Not surprisingly, the Feres Doctrine is controversial. It allows the military to avoid responsibility for not just simple negligence, but for gross negligence as well. Because of its unfairness, Congress has repeatedly been asked to abolish the rule, or at least limit it. (Large pdf of Congressional Hearing here.) But the Feres Doctrine remains the law. As long as the victim was an "active" service member, and the injury or death was "incident to service," the military is immune from suit.
That doesn’t mean that injured soldiers or their families cannot sue others who may have contributed to a military aircraft accident. For example, if a defect in the design of the aircraft contributed to the crash or to the injuries the crew member received, the crew member can still sue the aircraft’s manufacturer. The aircraft manufacturer may be able to assert defenses of its own, such as the "government contractor defense," but not the Feres Doctrine.
The military prepares an investigative report after every accident involving one of its aircraft. The report focuses on the military’s role in the accident. It seldom addresses whether a manufacturer or other civilian contractor may have been at fault. In fact, as discussed in this article concerning a military helicopter crash off the California coast, sometimes the report provides no answers at all. Families will often need to enlist an aviation accident attorney to conduct an investigation on their behalf. The attorney may need to file suit against the manufacturers just to obtain access to the evidence bearing on who, other than the military, may be responsible for a service member’s injury or death.
A crew member injured by an aircraft’s defective design may sue to hold the aircraft manufacturer accountable. At least he can when the aircraft involved in the accident was a civilian aircraft. If, however, the airplane or helicopter was a military aircraft, then the rules change.
A manufacturer who built an aircraft specifically for the military may be able to avoid liability to those injured by the aircraft’s design by asserting the "government contractor defense." That defense provides the manufacturer complete immunity from lawsuits.
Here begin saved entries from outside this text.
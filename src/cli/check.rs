//! Classify keys without touching a document

use crate::key::{parse_keys, KeySpec};

use super::CliError;

/// Parse every key, failing on the first one nested too deeply.
pub fn execute_check<K: AsRef<str>>(keys: &[K]) -> Result<Vec<KeySpec>, CliError> {
    Ok(parse_keys(keys)?)
}

/// One-line, human-readable description of what a key selects.
pub fn describe_key(spec: &KeySpec) -> String {
    match spec {
        KeySpec::Simple(name) => format!("field '{}' of the root object", name),
        KeySpec::NestedField { parent, child } => {
            format!("field '{}' of the object at '{}'", child, parent)
        }
        KeySpec::ArrayBroadcast { array_key, child } if array_key.is_empty() => {
            format!("field '{}' of every element of the root array", child)
        }
        KeySpec::ArrayBroadcast { array_key, child } => {
            format!("field '{}' of every element of the array at '{}'", child, array_key)
        }
    }
}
But the Supreme Court ruled in Boyle v.United Technologies that a manufacturer can take advantage of that defense only if it can prove all of the following things:
- That the US government specifically required or approved the design feature that caused the accident or injury;
- That what the manufacturer built conformed to the specifications that the government approved, and
- That the manufacturer warned the government about any dangers in the design that the manufacturer knew about and that the government didn’t.
If the manufacturer fails to prove all three of these things, then it may be sued just as a manufacturer of a civilian aircraft, and an injured crewmember is entitled to hold it accountable for any injuries the aircraft’s design caused him.
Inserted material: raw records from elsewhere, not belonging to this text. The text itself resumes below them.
//! JSON rendering for documents.
//!
//! Output is deterministic: object keys are sorted, so the same document
//! always renders to the same text regardless of map iteration order.
//!
//! # Examples
//!
//! ```
//! use shroud::Document;
//! use shroud::output::{to_json, to_json_pretty};
//!
//! let doc = Document::Array(vec![Document::Number(1.into()), Document::Null]);
//!
//! assert_eq!(to_json(&doc), "[1,null]");
//! assert_eq!(to_json_pretty(&doc), "[\n  1,\n  null\n]");
//! ```

use std::collections::HashMap;
use std::fmt::Write as _;

use crate::document::Document;

const INDENT: &str = "  ";

struct Renderer {
    pretty: bool,
    out: String,
}

impl Renderer {
    fn new(pretty: bool) -> Self {
        Renderer { pretty, out: String::new() }
    }

    fn finish(self) -> String {
        self.out
    }

    fn document(&mut self, doc: &Document, depth: usize) {
        match doc {
            Document::Null => self.out.push_str("null"),
            Document::Boolean(b) => self.out.push_str(if *b { "true" } else { "false" }),
            // serde_json writes floats so that they parse back as floats
            Document::Number(n) => {
                let _ = write!(self.out, "{}", n);
            }
            Document::String(s) => self.string(s),
            Document::Array(items) => self.array(items, depth),
            Document::Object(map) => self.object(map, depth),
        }
    }

    fn string(&mut self, s: &str) {
        self.out.push('"');
        for c in s.chars() {
            match c {
                '"' => self.out.push_str("\\\""),
                '\\' => self.out.push_str("\\\\"),
                '\n' => self.out.push_str("\\n"),
                '\r' => self.out.push_str("\\r"),
                '\t' => self.out.push_str("\\t"),
                c if c.is_control() => {
                    let _ = write!(self.out, "\\u{:04x}", c as u32);
                }
                c => self.out.push(c),
            }
        }
        self.out.push('"');
    }

    fn array(&mut self, items: &[Document], depth: usize) {
        if items.is_empty() {
            self.out.push_str("[]");
            return;
        }
        self.out.push('[');
        for (i, item) in items.iter().enumerate() {
            self.separator(i, depth + 1);
            self.document(item, depth + 1);
        }
        self.close(']', depth);
    }

    fn object(&mut self, map: &HashMap<String, Document>, depth: usize) {
        if map.is_empty() {
            self.out.push_str("{}");
            return;
        }
        let mut entries: Vec<_> = map.iter().collect();
        entries.sort_by(|a, b| a.0.cmp(b.0));

        self.out.push('{');
        for (i, (key, value)) in entries.into_iter().enumerate() {
            self.separator(i, depth + 1);
            self.string(key);
            self.out.push_str(if self.pretty { ": " } else { ":" });
            self.document(value, depth + 1);
        }
        self.close('}', depth);
    }

    fn separator(&mut self, index: usize, depth: usize) {
        if index > 0 {
            self.out.push(',');
        }
        self.newline(depth);
    }

    fn close(&mut self, bracket: char, depth: usize) {
        self.newline(depth);
        self.out.push(bracket);
    }

    fn newline(&mut self, depth: usize) {
        if self.pretty {
            self.out.push('\n');
            self.out.push_str(&INDENT.repeat(depth));
        }
    }
}

/// Render a document as compact JSON.
pub fn to_json(doc: &Document) -> String {
    let mut renderer = Renderer::new(false);
    renderer.document(doc, 0);
    renderer.finish()
}

/// Render a document as JSON with two-space indentation.
pub fn to_json_pretty(doc: &Document) -> String {
    let mut renderer = Renderer::new(true);
    renderer.document(doc, 0);
    renderer.finish()
}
Thursday’s mid-air collision involving a Coast Guard C-130 and Marine Corps AH-1H Super Cobra was the second military helicopter crash that has occurred east of San Clemente Island since 2007.
On January 26, 2007, four were killed when a Navy MH-60S Seahawk crashed just miles from the spot of Thursday’s accident.
The Navy was unable to determine the cause of the 2007 crash. As reported by the Navy Times,
[Navy] investigators were unable to conclusively determine a specific cause for the mishap, unable to find fault, finding no culpability, no sign of neglect on the part of the aircrew nor the personnel responsbile for maintaining the aircraft.
When the Navy was unable to determine a cause, the family members hired their own aviation experts to investigate. But, as reported by the Aviation Internation News Network, the Navy wouldn’t allow the families’ experts access to the wreckage, instead requiring them to file a lawsuit so that they could conduct their own investigation.